Beaucoup de questions subsistent. D’abord silence radio, lorsqu’il s’agit d’obtenir le montant débloqué durant l’année sur l’évacuation sanitaire. Ni le Ministère de la santé, ni le Ministère de l’Économie ni celui du Budget n’ont voulu divulguer le chiffre exact, devenu subitement sensible. Chacun se trouvant des excuses. Et d’autres de déclarer, «le ministère de la santé qui peut vous donner les comptes». D’autres plus inventifs affirment que «ses chiffres doivent avoir l’autorisation pour être publiés au journal officiel du ministère de la santé».
Comment se fait-il qu’un service du budget peut se donner l’autorisation de choisir qui doit en bénéficier ou pas? Comment savent-ils si la personne est malade ou pas? «Nous sommes des comoriens, on se connaît» telle est la laconique réponse.
Aucune confiance, ni partage, ni travail collaboratif ne lie ces institutions compétentes. Chacun garde ses données jalousement, sans que les autres soient au courant. Pire, certains s’accusent mutuellement, que pour que l’argent soit déloqué la corruption doit se faire en chemin.

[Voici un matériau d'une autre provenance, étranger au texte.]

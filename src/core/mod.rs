pub mod config;
pub mod error;
pub mod types;

pub use config::{Character, CharacterAbilities, Difficulty, DifficultySettings, ShiftConfig};
pub use error::{Result, TriageError};
pub use types::{BedId, PatientId, Priority, SimTime, StaffId, MILLIS_PER_SECOND};
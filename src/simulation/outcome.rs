//! Treatment outcome resolution
//!
//! When a treatment timer fires the staff member is freed and the patient
//! survives or dies. The bed keeps showing the result; it is not recycled.

use rand::Rng;
use serde::{Deserialize, Serialize};

use crate::core::config::ShiftConfig;
use crate::core::types::{BedId, Priority, SimTime, StaffId};
use crate::simulation::state::{ShiftState, TreatedPatient, TreatmentOutcome};

/// Result of one completed treatment
#[derive(Debug, Clone, PartialEq, Serialize, Deserialize)]
pub struct TreatmentResult {
    pub bed: BedId,
    pub patient_name: String,
    pub staff: Option<StaffId>,
    pub survived: bool,
    pub points: i64,
}

/// Survives iff `roll` exceeds `actual * 0.1`
pub fn survives(actual: Priority, roll: f64) -> bool {
    roll > actual.level() as f64 * 0.1
}

/// Resolve the treatment in `bed`
///
/// Returns None when the bed no longer holds a patient under treatment,
/// e.g. a dilemma freed it before the timer fired.
pub fn resolve_treatment<R: Rng + ?Sized>(
    state: &mut ShiftState,
    config: &ShiftConfig,
    bed: BedId,
    now: SimTime,
    rng: &mut R,
) -> Option<TreatmentResult> {
    let actual = state.ward.get(bed)?.occupancy()?.patient.actual_priority;
    let survived = survives(actual, rng.gen());
    let occupancy = state.ward.conclude(bed, survived)?;

    if let Some(staff) = occupancy.staff {
        state.staff.set_available(staff, true);
    }

    let points = if survived {
        state.saved_count += 1;
        config.survival_points
    } else {
        state.lost_count += 1;
        -config.death_penalty
    };
    state.score += points;

    let result = TreatmentResult {
        bed,
        patient_name: occupancy.patient.name.clone(),
        staff: occupancy.staff,
        survived,
        points,
    };

    state.treated.push(TreatedPatient {
        patient: occupancy.patient,
        bed,
        outcome: if survived {
            TreatmentOutcome::Survived
        } else {
            TreatmentOutcome::Died
        },
        resolved_at: now,
    });

    Some(result)
}
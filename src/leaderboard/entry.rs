//! Leaderboard records and ranked boards

use serde::{Deserialize, Serialize};

use crate::core::config::{Character, Difficulty};
use crate::simulation::state::FinalStats;

/// One finished shift as stored on disk
#[derive(Debug, Clone, PartialEq, Serialize, Deserialize)]
#[serde(rename_all = "camelCase")]
pub struct LeaderboardEntry {
    /// Display name of the character played
    pub name: String,
    pub score: i64,
    pub saved: u32,
    pub lost: u32,
    /// Rounded percentage
    pub accuracy: u8,
    pub difficulty: Difficulty,
    /// `%Y-%m-%d`
    pub date: String,
    /// Only set on global and merged entries
    #[serde(default, skip_serializing_if = "Option::is_none")]
    pub character: Option<Character>,
    #[serde(default, skip_serializing_if = "Option::is_none")]
    pub character_name: Option<String>,
}

impl LeaderboardEntry {
    /// Entry for the character/difficulty board
    pub fn from_stats(stats: &FinalStats, date: &str) -> Self {
        Self {
            name: stats.character.display_name().to_string(),
            score: stats.score,
            saved: stats.saved,
            lost: stats.lost,
            accuracy: stats.accuracy,
            difficulty: stats.difficulty,
            date: date.to_string(),
            character: None,
            character_name: None,
        }
    }

    /// Same entry tagged with who played it
    pub fn with_character(mut self, character: Character) -> Self {
        self.character = Some(character);
        self.character_name = Some(character.display_name().to_string());
        self
    }
}

/// Entries ranked by score, highest first, capped at `cap`
#[derive(Debug, Clone, PartialEq)]
pub struct Leaderboard {
    entries: Vec<LeaderboardEntry>,
    cap: usize,
}

impl Leaderboard {
    pub fn new(cap: usize) -> Self {
        Self {
            entries: Vec::new(),
            cap,
        }
    }

    /// Rank and cap an arbitrary list
    pub fn from_entries(entries: Vec<LeaderboardEntry>, cap: usize) -> Self {
        let mut board = Self { entries, cap };
        board.rank();
        board
    }

    /// Add an entry, keeping only the top `cap`
    ///
    /// Ties keep insertion order, so an older score stays ahead of a newer
    /// equal one.
    pub fn push(&mut self, entry: LeaderboardEntry) {
        self.entries.push(entry);
        self.rank();
    }

    fn rank(&mut self) {
        self.entries.sort_by(|a, b| b.score.cmp(&a.score));
        self.entries.truncate(self.cap);
    }

    pub fn entries(&self) -> &[LeaderboardEntry] {
        &self.entries
    }

    pub fn into_entries(self) -> Vec<LeaderboardEntry> {
        self.entries
    }

    pub fn cap(&self) -> usize {
        self.cap
    }

    pub fn len(&self) -> usize {
        self.entries.len()
    }

    pub fn is_empty(&self) -> bool {
        self.entries.is_empty()
    }
}
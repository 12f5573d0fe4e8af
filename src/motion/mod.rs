/// Camera controller.
pub mod camera;
/// Physics integrator.
pub mod physics;
use resvg::tiny_skia::{
    Color, GradientStop, Paint, Point as SkPoint, RadialGradient, Rect, SpreadMode, Transform,
};

use crate::foundation::core::{Point, Rgba8, Vec2};
use crate::render::canvas::Canvas2D;

/// Distance between grid lines in world units.
pub const GRID_SPACING: f64 = 25.0;
/// Grid tilt about the camera, in degrees.
pub const GRID_TILT_DEG: f64 = -5.0;
const MAJOR_EVERY: i64 = 5;
const MAJOR_ALPHA: f64 = 0.07;
const MINOR_ALPHA: f64 = 0.02;
const VIGNETTE_ALPHA: f32 = 0.5;

/// Stroke the world-anchored grid around `camera`, using the canvas' current projection.
pub fn draw_grid(canvas: &mut Canvas2D, camera: Vec2, viewport: Vec2) {
    let reach = viewport.hypot() / 2.0 + GRID_SPACING;

    canvas.save();
    canvas.translate(camera);
    canvas.rotate(GRID_TILT_DEG.to_radians());
    canvas.translate(-camera);

    let first_x = ((camera.x - reach) / GRID_SPACING).floor() as i64;
    let last_x = ((camera.x + reach) / GRID_SPACING).ceil() as i64;
    for k in first_x..=last_x {
        let x = k as f64 * GRID_SPACING;
        canvas.stroke_line(
            Point::new(x, camera.y - reach),
            Point::new(x, camera.y + reach),
            1.0,
            line_color(k),
        );
    }

    let first_y = ((camera.y - reach) / GRID_SPACING).floor() as i64;
    let last_y = ((camera.y + reach) / GRID_SPACING).ceil() as i64;
    for k in first_y..=last_y {
        let y = k as f64 * GRID_SPACING;
        canvas.stroke_line(
            Point::new(camera.x - reach, y),
            Point::new(camera.x + reach, y),
            1.0,
            line_color(k),
        );
    }

    canvas.restore();
}

fn line_color(k: i64) -> Rgba8 {
    let alpha = if k.rem_euclid(MAJOR_EVERY) == 0 {
        MAJOR_ALPHA
    } else {
        MINOR_ALPHA
    };
    Rgba8::WHITE.with_alpha((alpha * 255.0).round() as u8)
}

/// Darken the frame edges with a radial falloff in device space.
pub fn draw_vignette(canvas: &mut Canvas2D) {
    let (w, h) = (canvas.width() as f32, canvas.height() as f32);
    let center = SkPoint::from_xy(w / 2.0, h / 2.0);
    let radius = w.max(h) * 0.6;
    let inner = (w.min(h) * 0.2 / radius).clamp(0.0, 1.0);
    let stops = vec![
        GradientStop::new(inner, Color::TRANSPARENT),
        GradientStop::new(1.0, Color::from_rgba8(0, 0, 0, (VIGNETTE_ALPHA * 255.0) as u8)),
    ];
    let Some(shader) = RadialGradient::new(
        center,
        center,
        radius,
        stops,
        SpreadMode::Pad,
        Transform::identity(),
    ) else {
        return;
    };
    let Some(rect) = Rect::from_xywh(0.0, 0.0, w, h) else {
        return;
    };
    let paint = Paint {
        shader,
        anti_alias: false,
        ..Paint::default()
    };
    canvas
        .pixmap_mut()
        .fill_rect(rect, &paint, Transform::identity(), None);
}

Toutefois, le plus ahurissant reste l’attitude de ceux qui font le serment de guérir. En effet selon une source anonyme, certains médecins bien placés se permettent d’effacer des patients pour inscrire d’autres.
Certes, l’anamev vient d’être créée, mais c’est une question de santé, pourquoi ne pas lui accorder les pleins pouvoirs? Et espérer ainsi que l’aide des évacuations sanitaires aille bien aux nécessiteux, vulnérables qui manquent de moyen.